What is needed
Gather all lines from the material that contain "MoneyVisitor".

Data shown
★ ★ ★ ★ ★ ★ ★
//! Fixed-point money in minor units.
//!
//! Every monetary column is a `BIGINT` of minor units (two implied fractional
//! digits). Arithmetic stays in integers; the decimal form only appears when a
//! value is rendered to or parsed from JSON and gateway payloads.

use std::fmt;
use std::ops::{Add, AddAssign, Sub};
use std::str::FromStr;

use sea_orm::DeriveValueType;
use serde::de::{self, Visitor};
use serde::{Deserialize, Deserializer, Serialize, Serializer};

/// Minor units per major unit.
pub const MINOR_PER_MAJOR: i64 = 100;

/// Basis points in 100 %.
pub const BPS_SCALE: i64 = 10_000;

#[derive(Clone, Copy, Debug, Default, PartialEq, Eq, PartialOrd, Ord, Hash, DeriveValueType)]
pub struct Money(pub i64);

impl Money {
    pub const ZERO: Money = Money(0);

    pub fn from_minor(minor: i64) -> Self {
        Money(minor)
    }

    pub fn from_major(major: i64) -> Self {
        Money(major * MINOR_PER_MAJOR)
    }

    pub fn minor(self) -> i64 {
        self.0
    }

    pub fn is_positive(self) -> bool {
        self.0 > 0
    }

    pub fn checked_add(self, other: Money) -> Option<Money> {
        self.0.checked_add(other.0).map(Money)
    }

    pub fn checked_mul(self, factor: i64) -> Option<Money> {
        self.0.checked_mul(factor).map(Money)
    }

    /// `self × bps / 10 000`, rounded half-to-even to the minor unit.
    pub fn percentage_bps(self, bps: i64) -> Money {
        let scaled = i128::from(self.0) * i128::from(bps);
        let rounded = div_round_half_even(scaled, i128::from(BPS_SCALE));
        // |bps| ≤ BPS_SCALE keeps the result inside the input's range.
        Money(rounded as i64)
    }

    /// Split into `parts` equal shares; the last share absorbs the remainder
    /// so the shares always sum to `self`.
    pub fn split(self, parts: usize) -> Vec<Money> {
        if parts == 0 {
            return Vec::new();
        }
        let n = parts as i64;
        let share = self.0 / n;
        let mut shares = vec![Money(share); parts];
        if let Some(last) = shares.last_mut() {
            last.0 = self.0 - share * (n - 1);
        }
        shares
    }
}

fn div_round_half_even(numerator: i128, denominator: i128) -> i128 {
    let quotient = numerator.div_euclid(denominator);
    let twice_remainder = 2 * numerator.rem_euclid(denominator);
    if twice_remainder > denominator || (twice_remainder == denominator && quotient % 2 != 0) {
        quotient + 1
    } else {
        quotient
    }
}

impl Add for Money {
    type Output = Money;

    fn add(self, rhs: Money) -> Money {
        Money(self.0 + rhs.0)
    }
}

impl AddAssign for Money {
    fn add_assign(&mut self, rhs: Money) {
        self.0 += rhs.0;
    }
}

impl Sub for Money {
    type Output = Money;

    fn sub(self, rhs: Money) -> Money {
        Money(self.0 - rhs.0)
    }
}

impl std::iter::Sum for Money {
    fn sum<I: Iterator<Item = Money>>(iter: I) -> Money {
        iter.fold(Money::ZERO, Add::add)
    }
}

impl fmt::Display for Money {
    fn fmt(&self, f: &mut fmt::Formatter<'_>) -> fmt::Result {
        let sign = if self.0 < 0 { "-" } else { "" };
        let abs = self.0.unsigned_abs();
        let per = MINOR_PER_MAJOR as u64;
        write!(f, "{sign}{}.{:02}", abs / per, abs % per)
    }
}

#[derive(Debug, Clone, PartialEq, Eq, thiserror::Error)]
#[error("invalid money amount: {0:?}")]
pub struct ParseMoneyError(pub String);

impl FromStr for Money {
    type Err = ParseMoneyError;

    /// Accepts `"630000"`, `"630000.5"` and `"630000.00"`.
    fn from_str(s: &str) -> Result<Self, Self::Err> {
        let err = || ParseMoneyError(s.to_string());
        let trimmed = s.trim();
        let (negative, digits) = match trimmed.strip_prefix('-') {
            Some(rest) => (true, rest),
            None => (false, trimmed),
        };
        let (whole, frac) = match digits.split_once('.') {
            Some((whole, frac)) => (whole, frac),
            None => (digits, ""),
        };
        if whole.is_empty() || !whole.bytes().all(|b| b.is_ascii_digit()) {
            return Err(err());
        }
        if frac.len() > 2 || !frac.bytes().all(|b| b.is_ascii_digit()) {
            return Err(err());
        }
        let major: i64 = whole.parse().map_err(|_| err())?;
        let minor: i64 = match frac.len() {
            0 => 0,
            1 => frac.parse::<i64>().map_err(|_| err())? * 10,
            _ => frac.parse().map_err(|_| err())?,
        };
        let value = major
            .checked_mul(MINOR_PER_MAJOR)
            .and_then(|v| v.checked_add(minor))
            .ok_or_else(err)?;
        Ok(Money(if negative { -value } else { value }))
    }
}

impl Serialize for Money {
    fn serialize<S: Serializer>(&self, serializer: S) -> Result<S::Ok, S::Error> {
        serializer.collect_str(self)
    }
}

struct MoneyVisitor;

impl Visitor<'_> for MoneyVisitor {
    type Value = Money;

    fn expecting(&self, f: &mut fmt::Formatter<'_>) -> fmt::Result {
        f.write_str("a decimal string or an integer amount in major units")
    }

    fn visit_str<E: de::Error>(self, v: &str) -> Result<Money, E> {
        v.parse().map_err(E::custom)
    }

    fn visit_i64<E: de::Error>(self, v: i64) -> Result<Money, E> {
        v.checked_mul(MINOR_PER_MAJOR)
            .map(Money)
            .ok_or_else(|| E::custom("amount out of range"))
    }

    fn visit_u64<E: de::Error>(self, v: u64) -> Result<Money, E> {
        i64::try_from(v)
            .map_err(|_| E::custom("amount out of range"))
            .and_then(|v| self.visit_i64(v))
    }
}

impl<'de> Deserialize<'de> for Money {
    fn deserialize<D: Deserializer<'de>>(deserializer: D) -> Result<Self, D::Error> {
        deserializer.deserialize_any(MoneyVisitor)
    }
}

#[cfg(test)]
mod tests {
    use super::*;

    #[test]
    fn test_display_renders_two_decimals() {
        assert_eq!(Money::from_major(630_000).to_string(), "630000.00");
        assert_eq!(Money(5).to_string(), "0.05");
        assert_eq!(Money(-150).to_string(), "-1.50");
    }

    #[test]
    fn test_parse_accepts_gateway_forms() {
        assert_eq!("630000.00".parse::<Money>().unwrap(), Money::from_major(630_000));
        assert_eq!("630000".parse::<Money>().unwrap(), Money::from_major(630_000));
        assert_eq!("12.5".parse::<Money>().unwrap(), Money(1250));
        assert!("12.345".parse::<Money>().is_err());
        assert!("abc".parse::<Money>().is_err());
        assert!(".50".parse::<Money>().is_err());
    }

    #[test]
    fn test_fee_uses_bankers_rounding() {
        // 5 % of 600 000.00
        assert_eq!(
            Money::from_major(600_000).percentage_bps(500),
            Money::from_major(30_000)
        );
        // 0.5 minor rounds to the even neighbour.
        assert_eq!(Money(10).percentage_bps(500), Money(0));
        assert_eq!(Money(30).percentage_bps(500), Money(2));
        // 0.55 minor rounds up.
        assert_eq!(Money(11).percentage_bps(500), Money(1));
    }

    #[test]
    fn test_split_gives_remainder_to_last() {
        let shares = Money(100).split(3);
        assert_eq!(shares, vec![Money(33), Money(33), Money(34)]);
        assert_eq!(shares.into_iter().sum::<Money>(), Money(100));
        assert!(Money(100).split(0).is_empty());
    }

    #[test]
    fn test_serde_uses_decimal_strings() {
        let json = serde_json::to_string(&Money::from_major(300_000)).unwrap();
        assert_eq!(json, "\"300000.00\"");
        let back: Money = serde_json::from_str("\"300000.00\"").unwrap();
        assert_eq!(back, Money::from_major(300_000));
        let from_int: Money = serde_json::from_str("250").unwrap();
        assert_eq!(from_int, Money::from_major(250));
    }
}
★ ★ ★ ★ ★ ★ ★
Task answer
struct MoneyVisitor;
impl Visitor<'_> for MoneyVisitor {
        deserializer.deserialize_any(MoneyVisitor)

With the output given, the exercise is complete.